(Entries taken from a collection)

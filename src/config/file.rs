use crate::error::ConfigError;
use serde::Deserialize;
use std::fs;
use std::path::{Path, PathBuf};

/// Settings read from a JSON config file. Field names match the long flags.
#[derive(Clone, Debug, Default, Deserialize)]
#[serde(default, deny_unknown_fields)]
pub struct FileConfig {
    pub input_directory: Option<PathBuf>,
    pub output_directory: Option<PathBuf>,
    pub base_angle: Option<[f64; 2]>,
    pub res: Option<[u32; 2]>,
    pub fov: Option<[f64; 2]>,
    pub threads: Option<usize>,
    pub overlap: Option<f64>,
    pub exclude_h_angles: Option<Vec<f64>>,
    pub exclude_v_angles: Option<Vec<f64>>,
    pub sort_v: Option<bool>,
    pub test: Option<bool>,
    pub test_count: Option<usize>,
    pub extension: Option<String>,
    pub report: Option<PathBuf>,
}

pub fn load_config(path: &Path) -> Result<FileConfig, ConfigError> {
    let data = fs::read_to_string(path).map_err(|source| ConfigError::ReadFile {
        path: path.to_path_buf(),
        source,
    })?;
    serde_json::from_str(&data).map_err(|source| ConfigError::ParseFile {
        path: path.to_path_buf(),
        source,
    })
}
//! Bounded worker pool and the two submission strategies.
//!
//! A run owns one fixed-size rayon pool. [`Scheduler`] applies it to exactly
//! one axis, images or tiles, and runs the other axis inline on the calling
//! thread, so the pool is never entered from inside itself.

use crate::error::BatchError;
use rayon::prelude::*;
use rayon::{ThreadPool, ThreadPoolBuilder};
use serde::{Deserialize, Serialize};

/// Axis the worker pool is spread across.
#[derive(Clone, Copy, Debug, PartialEq, Eq, Serialize, Deserialize)]
#[serde(rename_all = "snake_case")]
pub enum Parallelism {
    /// One task per source image; tiles of an image render in sequence.
    AcrossImages,
    /// Images in sequence; one task per tile of the current image.
    AcrossTiles,
}

pub struct Scheduler {
    pool: ThreadPool,
    threads: usize,
    parallelism: Parallelism,
}

impl Scheduler {
    pub fn new(threads: usize, parallelism: Parallelism) -> Result<Self, BatchError> {
        let pool = ThreadPoolBuilder::new()
            .num_threads(threads)
            .thread_name(|i| format!("tiler-{i}"))
            .build()?;
        Ok(Self {
            pool,
            threads,
            parallelism,
        })
    }

    pub fn threads(&self) -> usize {
        self.threads
    }

    pub fn parallelism(&self) -> Parallelism {
        self.parallelism
    }

    /// Map `f` over source images; results keep input order.
    pub fn for_images<T, R, F>(&self, items: &[T], f: F) -> Vec<R>
    where
        T: Sync,
        R: Send,
        F: Fn(&T) -> R + Sync + Send,
    {
        self.run(Parallelism::AcrossImages, items, f)
    }

    /// Map `f` over the tiles of one image; results keep input order.
    pub fn for_tiles<T, R, F>(&self, items: &[T], f: F) -> Vec<R>
    where
        T: Sync,
        R: Send,
        F: Fn(&T) -> R + Sync + Send,
    {
        self.run(Parallelism::AcrossTiles, items, f)
    }

    fn run<T, R, F>(&self, axis: Parallelism, items: &[T], f: F) -> Vec<R>
    where
        T: Sync,
        R: Send,
        F: Fn(&T) -> R + Sync + Send,
    {
        if axis == self.parallelism {
            self.pool.install(|| items.par_iter().map(f).collect())
        } else {
            items.iter().map(f).collect()
        }
    }
}

#[cfg(test)]
mod tests {
    use super::*;
    use std::collections::HashSet;
    use std::sync::Mutex;

    #[test]
    fn pooled_axis_preserves_order() {
        let scheduler = Scheduler::new(4, Parallelism::AcrossTiles).unwrap();
        let items: Vec<usize> = (0..100).collect();
        let out = scheduler.for_tiles(&items, |&i| i * 2);
        assert_eq!(out, items.iter().map(|i| i * 2).collect::<Vec<_>>());
    }

    #[test]
    fn only_selected_axis_uses_workers() {
        let scheduler = Scheduler::new(2, Parallelism::AcrossImages).unwrap();
        let caller = std::thread::current().id();
        let seen = Mutex::new(HashSet::new());
        let items: Vec<usize> = (0..8).collect();

        scheduler.for_tiles(&items, |_| {
            seen.lock().unwrap().insert(std::thread::current().id());
        });
        assert_eq!(*seen.lock().unwrap(), HashSet::from([caller]));

        seen.lock().unwrap().clear();
        scheduler.for_images(&items, |_| {
            seen.lock().unwrap().insert(std::thread::current().id());
        });
        let workers = seen.into_inner().unwrap();
        assert!(!workers.contains(&caller));
        assert!(workers.len() <= 2);
    }
}
use crate::error::TileError;
use crate::types::ViewingAngle;
use serde::Serialize;
use std::path::PathBuf;

/// A tile that could not be rendered or written.
#[derive(Clone, Debug, Serialize)]
pub struct TileFailure {
    pub index: usize,
    pub angle: ViewingAngle,
    pub error: String,
}

impl TileFailure {
    pub fn new(angle: ViewingAngle, err: &TileError) -> Self {
        Self {
            index: err.index(),
            angle,
            error: err.to_string(),
        }
    }
}

/// Outcome for one source image that decoded successfully.
#[derive(Clone, Debug, Serialize)]
pub struct ImageReport {
    pub source: String,
    /// Size of the generated angle set, duplicates included.
    pub tiles: usize,
    /// Numbered angle lines printed before rendering; test mode only.
    #[serde(skip_serializing_if = "Vec::is_empty")]
    pub listing: Vec<String>,
    pub written: Vec<PathBuf>,
    pub failures: Vec<TileFailure>,
    pub elapsed_secs: f64,
}

/// A source image that could not be processed at all.
#[derive(Clone, Debug, Serialize)]
pub struct ImageFailure {
    pub source: String,
    pub error: String,
}

/// Everything a batch run produced.
#[derive(Clone, Debug, Default, Serialize)]
pub struct BatchReport {
    pub images: Vec<ImageReport>,
    pub failures: Vec<ImageFailure>,
    pub elapsed_secs: f64,
}

impl BatchReport {
    pub fn tiles_written(&self) -> usize {
        self.images.iter().map(|r| r.written.len()).sum()
    }

    pub fn tile_failures(&self) -> usize {
        self.images.iter().map(|r| r.failures.len()).sum()
    }

    /// True when every image decoded and every tile was written.
    pub fn is_clean(&self) -> bool {
        self.failures.is_empty() && self.tile_failures() == 0
    }
}
//! Error types for the tiling pipeline.
//!
//! Configuration problems are reported before any file is touched. Image and
//! tile failures are scoped to the unit that produced them; the batch driver
//! records them in the run report and keeps going. Only [`BatchError`] aborts
//! a whole run.

use std::path::PathBuf;
use thiserror::Error;

pub type Result<T, E = BatchError> = std::result::Result<T, E>;

/// Invalid or unreadable settings. Always fatal, raised before any work.
#[derive(Error, Debug)]
pub enum ConfigError {
    #[error("overlap must lie in [0, 100), got {0}")]
    Overlap(f64),
    #[error("{axis} field of view must lie in (0, {max}], got {value}")]
    FieldOfView {
        axis: &'static str,
        value: f64,
        max: f64,
    },
    #[error("base angle ({u}, {v}) is outside u in [0, 360), v in [-90, 90]")]
    BaseAngle { u: f64, v: f64 },
    #[error("output resolution must be positive, got {height}x{width}")]
    Resolution { height: u32, width: u32 },
    #[error("thread count must be at least 1")]
    Threads,
    #[error("invalid angle '{token}' in list '{list}'")]
    AngleList { list: String, token: String },
    #[error("missing required setting: {0}")]
    Missing(&'static str),
    #[error("failed to read config {}: {source}", path.display())]
    ReadFile {
        path: PathBuf,
        source: std::io::Error,
    },
    #[error("failed to parse config {}: {source}", path.display())]
    ParseFile {
        path: PathBuf,
        source: serde_json::Error,
    },
}

/// Decoding or encoding a single image failed.
#[derive(Error, Debug)]
pub enum ImageError {
    #[error("failed to decode {}: {source}", path.display())]
    Decode {
        path: PathBuf,
        source: image::ImageError,
    },
    #[error("failed to encode {}: {source}", path.display())]
    Encode {
        path: PathBuf,
        source: image::ImageError,
    },
    #[error("unsupported channel count {0}")]
    Channels(usize),
    #[error("buffer of {len} bytes does not match {width}x{height}x{channels}")]
    BufferSize {
        width: usize,
        height: usize,
        channels: usize,
        len: usize,
    },
    #[error("failed to write {}: {source}", path.display())]
    Io {
        path: PathBuf,
        source: std::io::Error,
    },
    #[error("failed to serialize {}: {source}", path.display())]
    Json {
        path: PathBuf,
        source: serde_json::Error,
    },
}

/// The projector could not produce a tile.
#[derive(Error, Debug)]
pub enum ProjectionError {
    #[error("source panorama is empty")]
    EmptySource,
    #[error("field of view ({h}, {v}) cannot be rendered as a perspective view")]
    FieldOfView { h: f64, v: f64 },
    #[error("output resolution {height}x{width} is empty")]
    EmptyOutput { height: u32, width: u32 },
}

/// Rendering one tile failed.
#[derive(Error, Debug)]
pub enum TileError {
    #[error("tile {index}: projection failed: {source}")]
    Projection {
        index: usize,
        source: ProjectionError,
    },
    #[error("tile {index}: {source}")]
    Write { index: usize, source: ImageError },
}

impl TileError {
    /// 1-based tile number the failure belongs to.
    pub fn index(&self) -> usize {
        match self {
            TileError::Projection { index, .. } | TileError::Write { index, .. } => *index,
        }
    }
}

/// Failures that abort the whole batch.
#[derive(Error, Debug)]
pub enum BatchError {
    #[error(transparent)]
    Config(#[from] ConfigError),
    #[error("failed to create output directory {}: {source}", path.display())]
    OutputDir {
        path: PathBuf,
        source: std::io::Error,
    },
    #[error("failed to list input directory {}: {source}", path.display())]
    InputDir {
        path: PathBuf,
        source: std::io::Error,
    },
    #[error("tiles cannot be rendered: {0}")]
    Projection(#[from] ProjectionError),
    #[error("failed to build worker pool: {0}")]
    Pool(#[from] rayon::ThreadPoolBuildError),
    #[error(transparent)]
    Report(#[from] ImageError),
}
#[derive(Clone, Debug)]
pub struct ImageU8<'a> {
    pub w: usize,
    pub h: usize,
    pub channels: usize,
    pub stride: usize, // samples between rows
    pub data: &'a [u8],
}

impl<'a> ImageU8<'a> {
    /// Samples of the pixel at (x, y).
    #[inline]
    pub fn pixel(&self, x: usize, y: usize) -> &[u8] {
        let start = y * self.stride + x * self.channels;
        &self.data[start..start + self.channels]
    }

    #[inline]
    pub fn get(&self, x: usize, y: usize, c: usize) -> u8 {
        self.data[y * self.stride + x * self.channels + c]
    }
}

impl<'a> crate::image::traits::ImageView for ImageU8<'a> {
    #[inline]
    fn width(&self) -> usize {
        self.w
    }
    #[inline]
    fn height(&self) -> usize {
        self.h
    }
    #[inline]
    fn channels(&self) -> usize {
        self.channels
    }
    #[inline]
    fn stride(&self) -> usize {
        self.stride
    }
    #[inline]
    fn row(&self, y: usize) -> &[u8] {
        let start = y * self.stride;
        &self.data[start..start + self.w * self.channels]
    }
}
use crate::angle::{clamp_pitch, progression, wrap_degrees, FULL_TURN_DEG, NADIR_DEG, ZENITH_DEG};

/// Slack past the zenith for the vertical progression's exclusive stop.
pub const VERTICAL_STOP_PAD_DEG: f64 = 1.0;

/// Headings from `base_u` up to (excluding) 360, wrapped into [0, 360).
pub fn horizontal_candidates(base_u: f64, h_step: f64) -> Vec<f64> {
    progression(base_u, FULL_TURN_DEG, h_step)
        .into_iter()
        .map(wrap_degrees)
        .collect()
}

/// Pitches from half a field of view below `base_v` up to the zenith, clamped
/// into [-90, 90].
pub fn vertical_candidates(base_v: f64, v_fov: f64, v_step: f64) -> Vec<f64> {
    let start = (base_v - v_fov / 2.0).max(NADIR_DEG);
    progression(start, ZENITH_DEG + VERTICAL_STOP_PAD_DEG, v_step)
        .into_iter()
        .map(clamp_pitch)
        .collect()
}
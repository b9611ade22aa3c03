use crate::image::ImageU8;

/// Bilinear sample of `src` at continuous pixel coordinates `(x, y)`.
///
/// Columns wrap around (the panorama is periodic in longitude); rows clamp
/// to the first and last row. Writes `src.channels` samples into `out`.
#[inline]
pub fn sample_bilinear(src: &ImageU8<'_>, x: f64, y: f64, out: &mut [u8]) {
    let w = src.w as i64;
    let max_y = (src.h - 1) as f64;

    let y = y.clamp(0.0, max_y);
    let y0 = y.floor();
    let fy = y - y0;
    let y0 = y0 as usize;
    let y1 = (y0 + 1).min(src.h - 1);

    let x_floor = x.floor();
    let fx = x - x_floor;
    let x0 = (x_floor as i64).rem_euclid(w) as usize;
    let x1 = (x0 + 1) % src.w;

    let p00 = src.pixel(x0, y0);
    let p10 = src.pixel(x1, y0);
    let p01 = src.pixel(x0, y1);
    let p11 = src.pixel(x1, y1);
    for (c, dst) in out.iter_mut().enumerate().take(src.channels) {
        let top = p00[c] as f64 * (1.0 - fx) + p10[c] as f64 * fx;
        let bottom = p01[c] as f64 * (1.0 - fx) + p11[c] as f64 * fx;
        let v = top * (1.0 - fy) + bottom * fy;
        *dst = v.round().clamp(0.0, 255.0) as u8;
    }
}
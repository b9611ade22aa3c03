use clap::Parser;
use log::error;
use pano_tiler::config::{Args, RunConfig};
use pano_tiler::image::io::write_json_file;
use pano_tiler::{BatchError, EquirectProjector};
use std::process::ExitCode;

fn main() -> ExitCode {
    env_logger::Builder::from_env(env_logger::Env::default().default_filter_or("info")).init();

    match run(&Args::parse()) {
        Ok(true) => ExitCode::SUCCESS,
        Ok(false) => ExitCode::FAILURE,
        Err(err) => {
            error!("{err}");
            eprintln!("Error: {err}");
            ExitCode::FAILURE
        }
    }
}

/// Returns whether every image and tile succeeded.
fn run(args: &Args) -> Result<bool, BatchError> {
    let config = RunConfig::from_args(args)?;

    let projector = EquirectProjector::new();
    let report = pano_tiler::run(
        &config.input_dir,
        &config.output_dir,
        &config.options,
        &projector,
    )?;
    println!("{} seconds.", report.elapsed_secs);

    if let Some(path) = &config.report {
        write_json_file(path, &report)?;
        println!("Report written to {}", path.display());
    }

    if !report.is_clean() {
        eprintln!(
            "{} image(s) and {} tile(s) failed",
            report.failures.len(),
            report.tile_failures()
        );
    }
    Ok(report.is_clean())
}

ACTIVITY —
Up to and including the line with "pub struct FileConfig", output each line of the entries above exactly, starting from the first.

EXERCISE RESULT —
filename src/config/file.rs
use crate::error::ConfigError;
use serde::Deserialize;
use std::fs;
use std::path::{Path, PathBuf};

/// Settings read from a JSON config file. Field names match the long flags.
#[derive(Clone, Debug, Default, Deserialize)]
#[serde(default, deny_unknown_fields)]
pub struct FileConfig {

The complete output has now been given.